El diálogo en la encrucijada



Desde hace algún tiempo, y de manera por cierto legítima, la Democracia Cristiana decidió iniciar un camino propio de reconstrucción de una identidad que sin duda, después de los magros resultados electorales del 2017, requerían un proceso de reflexión y distancia. Ello, en medio de un análisis crítico de la experiencia que significó la Nueva Mayoría y, en consecuencia, de la necesidad también de redefinir para el futuro su propia política de coalición.
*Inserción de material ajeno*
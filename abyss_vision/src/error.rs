// THEORY:
// Errors are split by who can do something about them. Configuration mistakes
// are caught before any frame is read. Per-frame problems (an unreadable frame,
// a collaborator that fails on one input) cost a single sample and are
// reported as recoverable. Anything that breaks the output, or shows the engine
// is being driven wrongly, aborts the video through `ReduceError`.

use std::path::PathBuf;
use thiserror::Error;

/// Result type for a whole-video reduction.
pub type ReduceResult<T> = Result<T, ReduceError>;

/// Rejected configuration, reported before any frame is touched.
#[derive(Debug, Error)]
pub enum ConfigError {
    #[error("failed to read configuration file {path}: {source}")]
    Io {
        path: PathBuf,
        #[source]
        source: std::io::Error,
    },

    /// Also covers unknown keys, which serde rejects while parsing.
    #[error("invalid configuration JSON: {0}")]
    Parse(#[from] serde_json::Error),

    #[error("invalid value for `{field}`: {reason}")]
    InvalidValue { field: &'static str, reason: String },
}

impl ConfigError {
    pub(crate) fn invalid(field: &'static str, reason: impl Into<String>) -> Self {
        Self::InvalidValue {
            field,
            reason: reason.into(),
        }
    }
}

/// Failures raised by the novelty model and its collaborators.
#[derive(Debug, Error)]
pub enum NoveltyError {
    #[error("novelty model used before `initialize`")]
    NotInitialized,

    #[error("frame shape {width}x{height} cannot hold a novelty state")]
    InvalidShape { width: u32, height: u32 },

    #[error("frame rate {0} is not a positive finite number")]
    InvalidFrameRate(f64),

    #[error("frame is {found:?} but the model was initialized for {expected:?}")]
    DimensionMismatch {
        expected: (u32, u32),
        found: (u32, u32),
    },

    #[error("foreground estimator failed: {0}")]
    Estimator(String),

    #[error("edge-aware smoother failed: {0}")]
    Smoother(String),
}

impl NoveltyError {
    /// Collaborator failures only cost the current sample; everything else is a usage error.
    pub fn is_recoverable(&self) -> bool {
        matches!(self, Self::Estimator(_) | Self::Smoother(_))
    }
}

/// A frame that could not be produced by a [`crate::video::VideoSource`].
#[derive(Debug, Error)]
pub enum FrameAccessError {
    #[error("frame {index} is outside a video of {frame_count} frames")]
    OutOfRange { index: u64, frame_count: u64 },

    #[error("frame {index} could not be decoded: {reason}")]
    Decode { index: u64, reason: String },
}

/// A frame that could not be written by a [`crate::video::VideoSink`].
#[derive(Debug, Error)]
#[error("video sink failed: {message}")]
pub struct SinkError {
    pub message: String,
}

impl SinkError {
    pub fn new(message: impl Into<String>) -> Self {
        Self {
            message: message.into(),
        }
    }
}

/// Errors that abort a whole-video reduction.
#[derive(Debug, Error)]
pub enum ReduceError {
    #[error(transparent)]
    Config(#[from] ConfigError),

    #[error(transparent)]
    Novelty(#[from] NoveltyError),

    #[error(transparent)]
    Sink(#[from] SinkError),

    #[error("cannot open video `{name}`: {reason}")]
    Open { name: String, reason: String },

    #[error("reducer worker pool is unavailable: {0}")]
    WorkerUnavailable(String),
}

#[cfg(test)]
mod tests {
    use super::*;

    #[test]
    fn collaborator_failures_are_recoverable() {
        assert!(NoveltyError::Estimator("gmm".into()).is_recoverable());
        assert!(NoveltyError::Smoother("filter".into()).is_recoverable());
        assert!(!NoveltyError::NotInitialized.is_recoverable());
        assert!(
            !NoveltyError::DimensionMismatch {
                expected: (4, 4),
                found: (2, 2)
            }
            .is_recoverable()
        );
    }

    #[test]
    fn invalid_value_names_the_field() {
        let err = ConfigError::invalid("sampling_rate", "must be at least 1");
        assert_eq!(
            err.to_string(),
            "invalid value for `sampling_rate`: must be at least 1"
        );
    }
}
Fue en este escenario que el actual presidente de la tienda ha impulsado una política que ha buscado reponer el diálogo como una manera de reavivar una especie de política de los consensos, que tan valorada fue por amplios sectores en los años 90. Esa idea de los "consensos" y el diálogo ha sido, además, la razón esgrimida por los parlamentarios de esa tienda que votaron a favor de la reforma tributaria del gobierno para romper el principio de acuerdo que había sobre el rechazo desde la oposición.

Al respecto, lo primero que parece relevante comprender es que la naturaleza de esos acuerdos que tanta nostalgia generan tuvo ciertas particularidades. En efecto, esa "política de los consensos" durante la redemocratización obedeció a arreglos políticos puntuales sobre aspectos específicos entre gobierno y oposición, cuyo propósito principal fue terminar con la dictadura y, con posterioridad, dar cierta gobernabilidad al sistema en un escenario donde, además, existía la amenaza permanente del veto de la minoría por las características del sistema institucional de ese momento. Ello significó la supresión del debate de algunos temas importantes para la sociedad que habrían permitido la existencia de un verdadero modelo consensual.

En tal sentido, reinstalar la idea de "los acuerdos" como un pacto entre elites políticas, sin un debate que involucre al conjunto de la sociedad, puede ser un error, en la medida que ellos no se generen sobre la base de una política clara y sostenible sobre lo que se es y de cara a las necesidades de la ciudadanía. No hay que olvidar que en Chile la desconfianza en las instituciones ha ido en aumento y más del 50% de los ciudadanos se margina de los procesos electorales. A ello se suma, en general, una percepción de la esfera política como un espacio donde las demandas de la ciudadanía están ausentes.

Tal como nos recuerda Agustín Squella en su último libro, "en una democracia, los adversarios luchan por la hegemonía y no por el consenso, pero admiten un acuerdo básico en la existencia de conflicto, en la sustitución del enemigo por el adversario, y en el diseño y funcionamiento de determinadas instituciones para procesar los conflictos". Por cierto, ello no obsta la existencia de acuerdos básicos sobre determinadas materias que permiten la convivencia, la paz social y también la expresión de distintos puntos de vista y de modelos de sociedad. La ventaja de la democracia y de sus instituciones es justamente esa, que permite un terreno fértil para que esos debates se produzcan no en la lógica amigo/enemigo, sino que en la del respeto a la diferencia, en ausencia de vetos que limiten la expresión de formas de ver el mundo.

Dicho lo anterior, no es claro que la política de acuerdos y diálogos pueda ser circunstancial y sobre acuerdos puntuales que desdibujan propósitos y que generan fricciones no sólo con los antiguos aliados, sino que también en la propia casa, como ha quedado de manifiesto en esta votación. Se abre, además, un camino de desconfianzas que plantea dudas tanto en posteriores votaciones relevantes como la reforma de pensiones o cuál será la política de alianzas de la Democracia Cristiana para las próximas contiendas electorales.

El diálogo siempre es fructífero en política, de eso no cabe duda, pero para que ello rinda fruto debe ser producto de un horizonte claro respecto a dónde se quiere llegar y con quiénes. Esto es, a la luz de los hechos, una encrucijada que por lo pronto no tiene un derrotero claro.